Clara Du Val was another woman who could make husbands and birthdays disappear. Irish-born Clara Lodge was a tearaway from an early age. Popular legend (a story that Clara herself might have propagated) has it that Clara’s ambitious father held a ball in her honour when his daughter turned seventeen, at which Clara appeared in a belt studded with seventeen sovereigns to wear around her seventeen-inch waist. After the ball, the story goes, Clara was presented to Queen Victoria but instead of moving smoothly into a good marriage, she eloped with French artist Claude Du Val. Together the love-struck couple sailed in 1847 for Victoria where, Claude having died, the grieving widow du Val provided for herself as an actress. It was a tale that no doubt played well when Clara began treading the boards in Ballarat’s theatres. Shipping records reveal, however, that Clara arrived in Victoria on the Marco Polo in May 1853. She gave her age as twenty; she was in fact thirty-four. There is no evidence of a Claude Du Val arriving or dying in Australia. In fact, Clara had eloped in 1830 with her dancing teacher, George William Du Val, the brother of renowned portrait painter Charles Allen Du Val. Clara and George ran into trouble with the law in the Isle of Man and later Liverpool, where George was arrested as part of a gang involved in a botched kidnap. Moreover, when Clara
sailed to Victoria, she brought two of her three children with her: nine year-old Oliver and one-year-old Francis. Francis’s twin sister, Clara, was left in Ireland. Whether Clara Du Val had ever met Queen Victoria or not, she had certainly seen the elephant.

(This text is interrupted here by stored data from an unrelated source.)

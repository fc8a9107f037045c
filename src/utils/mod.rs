//! Shared utilities

pub mod error;
pub mod time;

pub use error::{SupervisorError, SupervisorResult};
pub use time::now_millis;
//! Session runner
//!
//! One session is one run of an external media tool against a live source:
//! - `SessionRunner` launches the player or recorder and waits for it
//! - `OutputPump` forwards the tool's output to the log and the activity clock
//! - `SessionMetadata` is the sidecar written after every recording

pub mod metadata;
pub mod output;
pub mod paths;
pub mod runner;
pub mod state;

pub use metadata::SessionMetadata;
pub use output::OutputPump;
pub use paths::{derive_dir_name, RecordingPaths};
pub use runner::SessionRunner;
pub use state::{ExitReason, Session, SessionMode, SessionSummary};
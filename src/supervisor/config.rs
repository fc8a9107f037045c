//! Supervisor configuration
//!
//! Loaded from a JSON file. Every field has a default, so `{}` is a valid
//! configuration that records with `ffmpeg` into `./record`.

use crate::session::SessionMode;
use crate::utils::{SupervisorError, SupervisorResult};
use serde::{Deserialize, Serialize};
use std::fs;
use std::path::{Path, PathBuf};
use std::time::Duration;

/// Runtime parameters for the supervisor loop and its sessions
#[derive(Debug, Clone, Serialize, Deserialize)]
#[serde(rename_all = "camelCase", default)]
pub struct SupervisorConfig {
    /// Play or record when the source goes live
    pub mode: SessionMode,

    /// Root directory for recordings
    pub record_root: PathBuf,

    /// Player program, invoked with the stream URL as its only argument
    pub player: String,

    /// Segmenting recorder program (ffmpeg-compatible arguments)
    pub recorder: String,

    /// Media file extension for recorded segments
    pub extension: String,

    /// Segment length passed to the recorder
    pub segment_time: String,

    /// Sleep between polls while offline or after a normal session
    pub idle_interval_ms: u64,

    /// Sessions shorter than this are retried without sleeping
    pub min_session_ms: u64,

    /// Sleep after a failed iteration
    pub failure_backoff_ms: u64,

    /// Output silence after which a recording is killed
    pub stall_timeout_ms: u64,

    /// How often the stall watchdog checks for silence
    pub watchdog_interval_ms: u64,

    /// Generic liveness source used by the bundled binary
    pub source: Option<SourceConfig>,
}

impl Default for SupervisorConfig {
    fn default() -> Self {
        Self {
            mode: SessionMode::Record,
            record_root: PathBuf::from("record"),
            player: "ffplay".to_string(),
            recorder: "ffmpeg".to_string(),
            extension: "flv".to_string(),
            segment_time: "1:00:00".to_string(),
            idle_interval_ms: 60_000,
            min_session_ms: 10_000,
            failure_backoff_ms: 60_000,
            stall_timeout_ms: 20_000,
            watchdog_interval_ms: 5_000,
            source: None,
        }
    }
}

impl SupervisorConfig {
    /// Read and validate a configuration file
    pub fn from_file(path: &Path) -> SupervisorResult<Self> {
        let content = fs::read_to_string(path)?;
        let config: SupervisorConfig = serde_json::from_str(&content)?;
        config.validate()?;

        tracing::debug!("Loaded configuration from {:?}", path);

        Ok(config)
    }

    /// Reject values the supervisor cannot run with
    pub fn validate(&self) -> SupervisorResult<()> {
        if self.watchdog_interval_ms == 0 {
            return Err(SupervisorError::Config(
                "watchdogIntervalMs must be greater than zero".to_string(),
            ));
        }
        if self.stall_timeout_ms == 0 {
            return Err(SupervisorError::Config(
                "stallTimeoutMs must be greater than zero".to_string(),
            ));
        }
        if self.extension.trim_start_matches('.').is_empty() {
            return Err(SupervisorError::Config("extension must not be empty".to_string()));
        }
        let program = match self.mode {
            SessionMode::Playback => &self.player,
            SessionMode::Record => &self.recorder,
        };
        if program.trim().is_empty() {
            return Err(SupervisorError::Config(format!(
                "no program configured for {:?} mode",
                self.mode
            )));
        }
        Ok(())
    }

    pub fn idle_interval(&self) -> Duration {
        Duration::from_millis(self.idle_interval_ms)
    }

    pub fn failure_backoff(&self) -> Duration {
        Duration::from_millis(self.failure_backoff_ms)
    }

    pub fn stall_timeout(&self) -> Duration {
        Duration::from_millis(self.stall_timeout_ms)
    }

    pub fn watchdog_interval(&self) -> Duration {
        Duration::from_millis(self.watchdog_interval_ms)
    }
}

/// A fixed stream URL watched by probing it
#[derive(Debug, Clone, Serialize, Deserialize)]
#[serde(rename_all = "camelCase")]
pub struct SourceConfig {
    /// Display name of the room
    pub live_room_name: String,

    /// Canonical page URL
    #[serde(default)]
    pub live_url: String,

    /// Stream URL handed to the player or recorder
    pub stream_url: String,

    /// Probe program
    #[serde(default = "default_probe")]
    pub probe: String,

    #[serde(default = "default_probe_timeout_ms")]
    pub probe_timeout_ms: u64,
}

fn default_probe() -> String {
    "ffprobe".to_string()
}

fn default_probe_timeout_ms() -> u64 {
    15_000
}

#[cfg(test)]
mod tests {
    use super::*;
    use tempfile::tempdir;

    #[test]
    fn test_defaults() {
        let config = SupervisorConfig::default();
        assert_eq!(config.mode, SessionMode::Record);
        assert_eq!(config.idle_interval(), Duration::from_secs(60));
        assert_eq!(config.min_session_ms, 10_000);
        assert_eq!(config.stall_timeout(), Duration::from_secs(20));
        assert_eq!(config.watchdog_interval(), Duration::from_secs(5));
        assert!(config.validate().is_ok());
    }

    #[test]
    fn test_partial_file() {
        let dir = tempdir().unwrap();
        let path = dir.path().join("config.json");
        fs::write(
            &path,
            r#"{
                "mode": "playback",
                "idleIntervalMs": 1000,
                "source": { "liveRoomName": "Room", "streamUrl": "rtmp://x/y" }
            }"#,
        )
        .unwrap();

        let config = SupervisorConfig::from_file(&path).unwrap();
        assert_eq!(config.mode, SessionMode::Playback);
        assert_eq!(config.idle_interval_ms, 1000);
        assert_eq!(config.recorder, "ffmpeg");

        let source = config.source.unwrap();
        assert_eq!(source.probe, "ffprobe");
        assert_eq!(source.probe_timeout_ms, 15_000);
        assert!(source.live_url.is_empty());
    }

    #[test]
    fn test_rejects_zero_watchdog_interval() {
        let config = SupervisorConfig {
            watchdog_interval_ms: 0,
            ..Default::default()
        };
        assert!(matches!(config.validate(), Err(SupervisorError::Config(_))));
    }

    #[test]
    fn test_rejects_missing_program() {
        let config = SupervisorConfig {
            recorder: " ".to_string(),
            ..Default::default()
        };
        assert!(config.validate().is_err());
    }

    #[test]
    fn test_invalid_json_is_serialization_error() {
        let dir = tempdir().unwrap();
        let path = dir.path().join("config.json");
        fs::write(&path, "{ not json").unwrap();
        assert!(matches!(
            SupervisorConfig::from_file(&path),
            Err(SupervisorError::Serialization(_))
        ));
    }
}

Margaret Brown Howden was one of perhaps few real innocents going abroad. As she stood on the wharf at Birkenhead in May 1854, twenty-three-year-old Maggie was thinking of one thing only: her fiancé, dear Jamie. The farewell dinners in her native Scotland, the last calls, the settling of accounts, the shopping and packing and getting of gifts, being driven to the station by tearful relations—these things were all behind her now. Maggie was sad, but stoic: we cannot know what changes may take place, she wrote in her diary, [but] never shall I forget my dear home. Margaret was reared among the god-fearing gentility of the Scottish borders, the third daughter of Francis and Sophia Howden. There is a touch of exotica about her belied by her sheltered upbringing: Margaret’s mother was born on the Prince of Wales Islands, later to become Penang, to a Chinese mother, Ennui, and a Scottish planter father, David Brown. But this was Maggie’s first time at sea. Oh dear! she wrote when the sails had been hoisted, the vessel was rolling and there was no turning back. I wish things would go on well to take me to my Jamie.
James Johnston, older brother of a dear friend, was waiting for Margaret Howden in Melbourne. James Johnston, Assistant Gold Commissioner at Ballarat: appointed in November 1853 with a salary of £400. James Johnston, nephew of George Johnston, famous in Australia for helping to arrest and depose Governor Bligh. Assistant Resident Commissioner James Johnston. Jamie. My Jamie.